▶ **What needs to be done**:
Select the lines of the records containing the word "crate" and list them.

[Source material — start]

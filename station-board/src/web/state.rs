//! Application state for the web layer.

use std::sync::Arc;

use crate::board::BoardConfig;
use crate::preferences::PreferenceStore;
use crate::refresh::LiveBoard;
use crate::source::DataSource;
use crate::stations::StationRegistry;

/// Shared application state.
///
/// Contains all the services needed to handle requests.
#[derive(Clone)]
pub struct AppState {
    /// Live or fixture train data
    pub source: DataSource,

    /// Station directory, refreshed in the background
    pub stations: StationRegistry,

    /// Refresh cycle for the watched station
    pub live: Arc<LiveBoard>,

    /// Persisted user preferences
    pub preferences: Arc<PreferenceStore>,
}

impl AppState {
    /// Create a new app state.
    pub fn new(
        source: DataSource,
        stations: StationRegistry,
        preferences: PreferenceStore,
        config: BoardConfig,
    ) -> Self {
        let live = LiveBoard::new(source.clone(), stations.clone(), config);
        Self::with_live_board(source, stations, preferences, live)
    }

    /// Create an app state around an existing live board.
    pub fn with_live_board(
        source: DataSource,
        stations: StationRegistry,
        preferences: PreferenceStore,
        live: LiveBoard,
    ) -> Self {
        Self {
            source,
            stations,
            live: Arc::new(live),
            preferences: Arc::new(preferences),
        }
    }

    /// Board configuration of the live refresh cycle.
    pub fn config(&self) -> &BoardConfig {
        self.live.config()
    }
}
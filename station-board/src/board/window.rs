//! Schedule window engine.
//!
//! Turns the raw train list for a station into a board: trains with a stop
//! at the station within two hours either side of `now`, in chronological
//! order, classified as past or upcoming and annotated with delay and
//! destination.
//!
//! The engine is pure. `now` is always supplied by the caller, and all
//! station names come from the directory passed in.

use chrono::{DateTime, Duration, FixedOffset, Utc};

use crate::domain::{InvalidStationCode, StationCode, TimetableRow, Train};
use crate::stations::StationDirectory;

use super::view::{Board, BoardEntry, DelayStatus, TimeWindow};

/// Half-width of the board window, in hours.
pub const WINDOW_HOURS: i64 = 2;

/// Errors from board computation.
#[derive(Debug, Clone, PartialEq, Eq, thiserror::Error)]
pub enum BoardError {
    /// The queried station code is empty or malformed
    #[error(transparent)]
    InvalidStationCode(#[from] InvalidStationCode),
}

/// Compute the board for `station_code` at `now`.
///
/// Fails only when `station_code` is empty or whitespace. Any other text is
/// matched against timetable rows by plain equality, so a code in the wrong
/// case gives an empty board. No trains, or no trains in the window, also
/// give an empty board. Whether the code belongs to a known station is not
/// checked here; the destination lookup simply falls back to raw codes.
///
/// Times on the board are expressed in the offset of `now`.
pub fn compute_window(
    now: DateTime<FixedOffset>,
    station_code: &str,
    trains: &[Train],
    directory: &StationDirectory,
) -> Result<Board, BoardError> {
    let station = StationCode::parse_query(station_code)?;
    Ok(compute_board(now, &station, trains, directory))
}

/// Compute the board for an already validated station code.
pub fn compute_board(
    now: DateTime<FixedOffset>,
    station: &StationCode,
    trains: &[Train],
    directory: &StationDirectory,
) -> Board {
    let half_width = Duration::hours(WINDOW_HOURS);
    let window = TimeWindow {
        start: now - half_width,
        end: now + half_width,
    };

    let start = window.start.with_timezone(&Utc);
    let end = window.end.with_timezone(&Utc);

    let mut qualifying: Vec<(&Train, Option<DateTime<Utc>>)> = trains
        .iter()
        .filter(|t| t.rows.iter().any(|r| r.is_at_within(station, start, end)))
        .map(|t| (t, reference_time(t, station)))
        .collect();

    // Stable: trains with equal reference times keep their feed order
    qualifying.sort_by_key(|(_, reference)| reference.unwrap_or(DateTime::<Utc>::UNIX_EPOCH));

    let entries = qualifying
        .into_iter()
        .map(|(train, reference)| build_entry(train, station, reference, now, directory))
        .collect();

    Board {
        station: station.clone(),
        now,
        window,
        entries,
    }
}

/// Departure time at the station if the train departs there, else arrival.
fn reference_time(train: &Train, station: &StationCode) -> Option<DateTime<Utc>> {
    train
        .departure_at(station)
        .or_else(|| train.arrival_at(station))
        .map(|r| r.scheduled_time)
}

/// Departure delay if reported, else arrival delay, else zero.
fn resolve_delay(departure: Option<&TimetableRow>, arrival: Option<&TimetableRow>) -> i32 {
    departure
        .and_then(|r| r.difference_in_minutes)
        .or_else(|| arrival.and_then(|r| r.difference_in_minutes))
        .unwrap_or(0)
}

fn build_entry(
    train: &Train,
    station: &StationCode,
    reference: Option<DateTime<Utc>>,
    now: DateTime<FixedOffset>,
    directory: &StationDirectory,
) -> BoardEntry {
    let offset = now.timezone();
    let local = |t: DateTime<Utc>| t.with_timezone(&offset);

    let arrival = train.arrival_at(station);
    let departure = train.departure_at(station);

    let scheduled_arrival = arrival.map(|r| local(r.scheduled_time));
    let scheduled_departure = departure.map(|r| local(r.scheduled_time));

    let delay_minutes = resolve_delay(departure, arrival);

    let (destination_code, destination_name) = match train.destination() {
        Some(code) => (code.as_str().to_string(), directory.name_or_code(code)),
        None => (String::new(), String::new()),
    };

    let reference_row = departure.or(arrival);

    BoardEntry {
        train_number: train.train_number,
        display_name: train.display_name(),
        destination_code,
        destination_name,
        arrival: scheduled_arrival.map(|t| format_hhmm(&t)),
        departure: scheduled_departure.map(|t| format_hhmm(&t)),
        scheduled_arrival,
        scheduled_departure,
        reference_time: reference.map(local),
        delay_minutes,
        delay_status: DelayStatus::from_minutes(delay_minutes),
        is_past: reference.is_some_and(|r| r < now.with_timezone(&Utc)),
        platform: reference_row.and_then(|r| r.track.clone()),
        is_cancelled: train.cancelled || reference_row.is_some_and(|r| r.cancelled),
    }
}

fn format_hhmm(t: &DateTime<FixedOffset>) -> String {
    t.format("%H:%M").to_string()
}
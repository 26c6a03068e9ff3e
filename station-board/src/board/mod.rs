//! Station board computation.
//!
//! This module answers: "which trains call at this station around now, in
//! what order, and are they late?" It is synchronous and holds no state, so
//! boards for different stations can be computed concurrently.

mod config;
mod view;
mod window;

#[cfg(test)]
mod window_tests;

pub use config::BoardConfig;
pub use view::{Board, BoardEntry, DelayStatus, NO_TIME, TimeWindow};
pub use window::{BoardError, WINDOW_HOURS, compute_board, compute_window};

[Source material — finish]

▶ **Written response**:
use crate::board::BoardConfig;
use crate::preferences::PreferenceStore;
use crate::refresh::LiveBoard;
use crate::source::DataSource;
use crate::stations::StationRegistry;
use crate::domain::{InvalidStationCode, StationCode, TimetableRow, Train};
use crate::stations::StationDirectory;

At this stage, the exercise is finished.